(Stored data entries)
++++++
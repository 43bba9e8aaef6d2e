pub mod application;
pub mod connector;
pub mod domain;

pub use application::{
    ChatSurface, ChatTransport, ChatWidget, PendingReply, SubmitEvent, SubmitEvents,
    SubmitMessageUseCase,
};

pub use connector::{
    render_html, render_plain, Container, ContainerConfig, HttpChatTransport,
    InMemoryChatSurface, MockChatTransport, SharedBuffer, TerminalChatSurface,
};

pub use domain::{
    ChatLog, ChatReply, ChatRequest, DomainError, Message, Sender, CHAT_PATH, ERROR_TEXT,
    FALLBACK_TEXT,
};
//! Page-sharing helper: opportunistic content-addressed sharing of
//! read-only anonymous/file pages, and the copy-on-write break path a write
//! fault takes against a shared page.
//!
//! Refcount bookkeeping follows a plain hash-keyed table: add bumps a
//! count, remove decrements and frees at zero. The key is a content hash
//! rather than an object id, and "free at zero" means returning the frame
//! to the [`FrameSource`] rather than closing a handle.

use crate::collab::{FrameSource, PageShare};
use crate::error::{MmError, MmResult};
use crate::pte::{Pte, PteState};
use crate::ptable::CanonicalTree;
use crate::types::{Lpn, Mpn};

/// Folds `mpn`'s content into the share table and rewrites the PTE at
/// `lpn` to point at whatever frame the table says to use (itself, or an
/// existing identical frame — in which case the caller's original frame is
/// released back to `frames`). Marks the PTE `shared` and clears the
/// hardware-write bit so the next write re-faults into [`break_share`].
pub fn try_share(
    tree: &mut CanonicalTree,
    frames: &dyn FrameSource,
    share: &dyn PageShare,
    lpn: Lpn,
) -> MmResult<()> {
    let pte = tree.pte(lpn);
    let (mpn, prot, pinned) = match pte.decode() {
        PteState::Present { mpn, prot, pinned, shared: false, .. } if !pinned => (mpn, prot, pinned),
        PteState::Present { shared: true, .. } => return Ok(()),
        _ => return Err(MmError::InvalidAddress),
    };
    let key = share.hash(mpn);
    let (canonical_mpn, _count) = share.add(key, mpn);
    if canonical_mpn != mpn {
        frames.free_user_frame(mpn);
    }
    let mut new_pte = Pte::set_present(canonical_mpn, prot, pinned, true);
    new_pte.mark_shared(true);
    *tree.pte_mut(lpn)? = new_pte;
    Ok(())
}

/// Breaks a shared mapping on a write fault: allocates a private frame,
/// copies the shared content into it, removes this mapping's reference
/// from the share table (freeing the shared frame if the count drops to
/// zero), and rewrites the PTE as a private, writable Present entry.
pub fn break_share(
    tree: &mut CanonicalTree,
    frames: &dyn FrameSource,
    share: &dyn PageShare,
    lpn: Lpn,
    node_hint: u32,
) -> MmResult<()> {
    let pte = tree.pte(lpn);
    let (mpn, prot, pinned) = match pte.decode() {
        PteState::Present { mpn, prot, pinned, shared: true, .. } => (mpn, prot, pinned),
        PteState::Present { shared: false, .. } => return Ok(()),
        _ => return Err(MmError::InvalidAddress),
    };
    let new_mpn = frames.alloc_user_frame(node_hint, 0).ok_or(MmError::NoMemory)?;
    frames.copy_frame(mpn, new_mpn);

    if let Some((key, _)) = share.lookup_by_mpn(mpn) {
        if share.remove(key, mpn) == 0 {
            frames.free_user_frame(mpn);
        }
    }

    *tree.pte_mut(lpn)? = Pte::set_present(new_mpn, prot, pinned, false);
    Ok(())
}

/// Drops this mapping's share reference without copying, for the `unmap`
/// path: the page is going away, not being written to.
pub fn drop_share_ref(frames: &dyn FrameSource, share: &dyn PageShare, mpn: Mpn) {
    if let Some((key, _)) = share.lookup_by_mpn(mpn) {
        if share.remove(key, mpn) == 0 {
            frames.free_user_frame(mpn);
        }
    }
}

#[cfg(test)]
mod tests {
    use super::*;
    use crate::types::Prot;
    use alloc::collections::BTreeMap;
    use core::cell::RefCell;

    struct MockFrames {
        next: RefCell<Mpn>,
        freed: RefCell<alloc::vec::Vec<Mpn>>,
        scratch: RefCell<[u8; 4096]>,
    }
    impl FrameSource for MockFrames {
        fn alloc_user_frame(&self, _node: u32, _color: u32) -> Option<Mpn> {
            let m = *self.next.borrow();
            *self.next.borrow_mut() += 1;
            Some(m)
        }
        fn free_user_frame(&self, mpn: Mpn) {
            self.freed.borrow_mut().push(mpn);
        }
        fn zero_frame(&self, _mpn: Mpn) {}
        fn copy_frame(&self, _src: Mpn, _dst: Mpn) {}
        fn frame_bytes_mut(&self, _mpn: Mpn) -> &mut [u8] {
            unsafe { &mut *self.scratch.as_ptr().cast_mut() }
        }
    }

    struct MockShare {
        table: RefCell<BTreeMap<u64, (Mpn, u32)>>,
        by_mpn: RefCell<BTreeMap<Mpn, u64>>,
    }
    impl PageShare for MockShare {
        fn hash(&self, mpn: Mpn) -> u64 {
            mpn // identity: distinct frames never collide in these tests
        }
        fn add(&self, key: u64, mpn: Mpn) -> (Mpn, u32) {
            let mut table = self.table.borrow_mut();
            let entry = table.entry(key).or_insert((mpn, 0));
            entry.1 += 1;
            self.by_mpn.borrow_mut().insert(entry.0, key);
            *entry
        }
        fn lookup_by_mpn(&self, mpn: Mpn) -> Option<(u64, u32)> {
            let key = *self.by_mpn.borrow().get(&mpn)?;
            self.table.borrow().get(&key).map(|&(m, c)| {
                let _ = m;
                (key, c)
            })
        }
        fn remove(&self, key: u64, _mpn: Mpn) -> u32 {
            let mut table = self.table.borrow_mut();
            if let Some(entry) = table.get_mut(&key) {
                entry.1 = entry.1.saturating_sub(1);
                entry.1
            } else {
                0
            }
        }
    }

    #[test]
    fn try_share_marks_shared_and_clears_hw_write() {
        let mut tree = CanonicalTree::new();
        *tree.pte_mut(1).unwrap() = Pte::set_present(7, Prot::READ | Prot::WRITE, false, false);
        let frames = MockFrames { next: RefCell::new(100), freed: RefCell::new(alloc::vec::Vec::new()), scratch: RefCell::new([0u8; 4096]) };
        let share = MockShare { table: RefCell::new(BTreeMap::new()), by_mpn: RefCell::new(BTreeMap::new()) };
        try_share(&mut tree, &frames, &share, 1).unwrap();
        match tree.pte(1).decode() {
            PteState::Present { shared, hw_write_enabled, .. } => {
                assert!(shared);
                assert!(!hw_write_enabled);
            }
            other => panic!("unexpected {:?}", other),
        }
    }

    #[test]
    fn break_share_gives_private_writable_copy() {
        let mut tree = CanonicalTree::new();
        *tree.pte_mut(1).unwrap() = Pte::set_present(7, Prot::READ | Prot::WRITE, false, false);
        let frames = MockFrames { next: RefCell::new(100), freed: RefCell::new(alloc::vec::Vec::new()), scratch: RefCell::new([0u8; 4096]) };
        let share = MockShare { table: RefCell::new(BTreeMap::new()), by_mpn: RefCell::new(BTreeMap::new()) };
        try_share(&mut tree, &frames, &share, 1).unwrap();
        break_share(&mut tree, &frames, &share, 1, 0).unwrap();
        match tree.pte(1).decode() {
            PteState::Present { shared, hw_write_enabled, mpn, .. } => {
                assert!(!shared);
                assert!(hw_write_enabled);
                assert_eq!(mpn, 100);
            }
            other => panic!("unexpected {:?}", other),
        }
    }
}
++++++
### TASK GOAL
Each line above that contains the word "impl" should be copied.

### TASK OUTPUT
    impl FrameSource for MockFrames {
    impl PageShare for MockShare {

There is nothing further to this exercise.